### WHAT IS REQUIRED
What is the number of lines in the records below holding the string "name"? Reply with it and nothing else.

### THE DATA
************
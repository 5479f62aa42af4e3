//! Discord bot commands (!link, !unlink, !links, etc).
//!
//! Handles command parsing and execution. Replies are plain strings; the
//! gateway handler posts them back into the channel.

use std::sync::Arc;

use tracing::{debug, info};

use crate::bridge::{LinkTarget, Service};
use crate::common::types::{ChannelId, Module};

/// Prefix that marks a message as a bot command rather than a server command.
pub const PREFIX: char = '!';

const HELP: &str = r#"**Available Commands:**
• `!ping` - Check that the bot is alive
• `!link <ip:port>` - Log events of a server into this channel
• `!unlink` - Stop logging into this channel
• `!unlink <ip:port>` - Remove the link of a server
• `!links` - List all links
• `!modules` - List enabled modules
• `!help` - Show this help message
Any other message in a linked channel is executed on its server."#;

#[derive(Debug, Clone, PartialEq, Eq)]
pub enum BotCommand {
    Ping,
    Link(Option<String>),
    Unlink(Option<String>),
    Links,
    Modules,
    Help,
    Unknown(String),
}

impl BotCommand {
    /// Parse a `!`-prefixed message. Returns `None` for anything else.
    pub fn parse(content: &str) -> Option<Self> {
        let content = content.trim();
        let rest = content.strip_prefix(PREFIX)?;
        let mut parts = rest.split_whitespace();
        let name = parts.next()?.to_lowercase();
        let argument = parts.next().map(str::to_string);

        let command = match name.as_str() {
            "ping" => Self::Ping,
            "link" => Self::Link(argument),
            "unlink" => Self::Unlink(argument),
            "links" => Self::Links,
            "modules" => Self::Modules,
            "help" => Self::Help,
            _ => Self::Unknown(name),
        };
        Some(command)
    }
}

/// Command handler for the Discord bot.
pub struct BotCommands {
    service: Arc<Service>,
    modules: Vec<Module>,
}

impl BotCommands {
    pub fn new(service: Arc<Service>, modules: Vec<Module>) -> Self {
        Self { service, modules }
    }

    /// Run `command` issued in `channel` and build the reply.
    pub fn execute(&self, channel: ChannelId, command: &BotCommand) -> String {
        debug!(channel, "Processing command: {:?}", command);

        match command {
            BotCommand::Ping => "Pong!".to_string(),
            BotCommand::Help => HELP.to_string(),
            BotCommand::Modules => self.handle_modules(),
            BotCommand::Links => self.handle_links(),
            BotCommand::Link(None) => "usage: `!link <ip:port>`".to_string(),
            BotCommand::Link(Some(address)) => self.handle_link(channel, address),
            BotCommand::Unlink(target) => self.handle_unlink(channel, target.as_deref()),
            BotCommand::Unknown(name) => format!("unknown command `{}{}`, try `!help`", PREFIX, name),
        }
    }

    fn logging_enabled(&self) -> Result<(), String> {
        if self.modules.contains(&Module::DiscordLogging) {
            Ok(())
        } else {
            Err("the discord logging module is disabled".to_string())
        }
    }

    fn handle_modules(&self) -> String {
        if self.modules.is_empty() {
            return "no modules enabled".to_string();
        }
        self.modules
            .iter()
            .map(Module::name)
            .collect::<Vec<_>>()
            .join("\n")
    }

    fn handle_links(&self) -> String {
        let links = self.service.registry().snapshot();
        if links.is_empty() {
            return "no links".to_string();
        }
        links
            .iter()
            .map(|(address, channel)| format!("`{}` -> <#{}>", address, channel))
            .collect::<Vec<_>>()
            .join("\n")
    }

    fn handle_link(&self, channel: ChannelId, address: &str) -> String {
        if let Err(e) = self.logging_enabled() {
            return e;
        }
        match self.service.add_link(address, channel) {
            Ok(()) => {
                info!(channel, address, "Linked via bot command");
                format!("established connection between this channel and {}", address)
            }
            Err(e) => format!(
                "failed to establish link between this channel and {}: {}",
                address, e
            ),
        }
    }

    fn handle_unlink(&self, channel: ChannelId, address: Option<&str>) -> String {
        if let Err(e) = self.logging_enabled() {
            return e;
        }
        match address {
            None => match self.service.remove_link(LinkTarget::Channel(channel)) {
                Ok((address, _)) => format!("unlinked this channel from address {}", address),
                Err(e) => format!("failed to unlink channel: {}", e),
            },
            Some(address) => match self.service.remove_link(LinkTarget::Address(address.to_string())) {
                Ok((address, channel)) => format!("unlinked address {} from channel <#{}>", address, channel),
                Err(e) => format!("failed to unlink {}: {}", address, e),
            },
        }
    }
}
//! Discord markdown helpers for log messages.

/// Escape characters Discord would interpret as formatting.
pub fn escape(text: &str) -> String {
    let mut escaped = String::with_capacity(text.len());
    for ch in text.chars() {
        if matches!(ch, '\\' | '`' | '*' | '_' | '~' | '|' | '>') {
            escaped.push('\\');
        }
        escaped.push(ch);
    }
    escaped
}

/// Wrap `text` in an inline code span.
///
/// Backticks cannot be escaped inside a span, so they are replaced.
pub fn inline_code(text: &str) -> String {
    let text = text.replace('`', "'");
    if text.trim().is_empty() {
        "` `".to_string()
    } else {
        format!("`{}`", text)
    }
}

/// Cut `text` to at most `max_chars` characters, marking the cut with `…`.
pub fn truncate(text: &str, max_chars: usize) -> String {
    if text.chars().count() <= max_chars {
        return text.to_string();
    }
    let mut truncated: String = text.chars().take(max_chars.saturating_sub(1)).collect();
    truncated.push('…');
    truncated
}

const WHITE_FLAG: &str = "\u{1F3F3}\u{FE0F}";

/// Flag emoji for an ISO 3166-1 numeric country code.
///
/// Unknown codes (the game uses -1) get a white flag.
pub fn flag(country: i32) -> String {
    alpha2(country)
        .and_then(|code| {
            let candidate: String = code
                .chars()
                .filter_map(|c| char::from_u32(0x1F1E6 + (c as u32 - 'A' as u32)))
                .collect();
            emojis::get(&candidate).map(|emoji| emoji.as_str().to_string())
        })
        .unwrap_or_else(|| {
            emojis::get_by_shortcode("white_flag")
                .map(|emoji| emoji.as_str().to_string())
                .unwrap_or_else(|| WHITE_FLAG.to_string())
        })
}

fn alpha2(country: i32) -> Option<&'static str> {
    COUNTRIES
        .binary_search_by_key(&country, |(numeric, _)| *numeric)
        .ok()
        .map(|index| COUNTRIES[index].1)
}

/// Numeric to alpha-2 codes, sorted by numeric code.
const COUNTRIES: &[(i32, &str)] = &[
    (8, "AL"),
    (12, "DZ"),
    (32, "AR"),
    (36, "AU"),
    (40, "AT"),
    (50, "BD"),
    (56, "BE"),
    (70, "BA"),
    (76, "BR"),
    (100, "BG"),
    (112, "BY"),
    (124, "CA"),
    (152, "CL"),
    (156, "CN"),
    (170, "CO"),
    (188, "CR"),
    (191, "HR"),
    (192, "CU"),
    (196, "CY"),
    (203, "CZ"),
    (208, "DK"),
    (218, "EC"),
    (233, "EE"),
    (246, "FI"),
    (250, "FR"),
    (268, "GE"),
    (276, "DE"),
    (300, "GR"),
    (344, "HK"),
    (348, "HU"),
    (352, "IS"),
    (356, "IN"),
    (360, "ID"),
    (364, "IR"),
    (368, "IQ"),
    (372, "IE"),
    (376, "IL"),
    (380, "IT"),
    (392, "JP"),
    (398, "KZ"),
    (410, "KR"),
    (428, "LV"),
    (440, "LT"),
    (442, "LU"),
    (458, "MY"),
    (484, "MX"),
    (498, "MD"),
    (504, "MA"),
    (528, "NL"),
    (554, "NZ"),
    (578, "NO"),
    (586, "PK"),
    (604, "PE"),
    (608, "PH"),
    (616, "PL"),
    (620, "PT"),
    (642, "RO"),
    (643, "RU"),
    (682, "SA"),
    (688, "RS"),
    (702, "SG"),
    (703, "SK"),
    (704, "VN"),
    (705, "SI"),
    (710, "ZA"),
    (724, "ES"),
    (752, "SE"),
    (756, "CH"),
    (764, "TH"),
    (784, "AE"),
    (788, "TN"),
    (792, "TR"),
    (804, "UA"),
    (807, "MK"),
    (818, "EG"),
    (826, "GB"),
    (840, "US"),
    (858, "UY"),
    (862, "VE"),
];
************
### RESPONSE AREA
5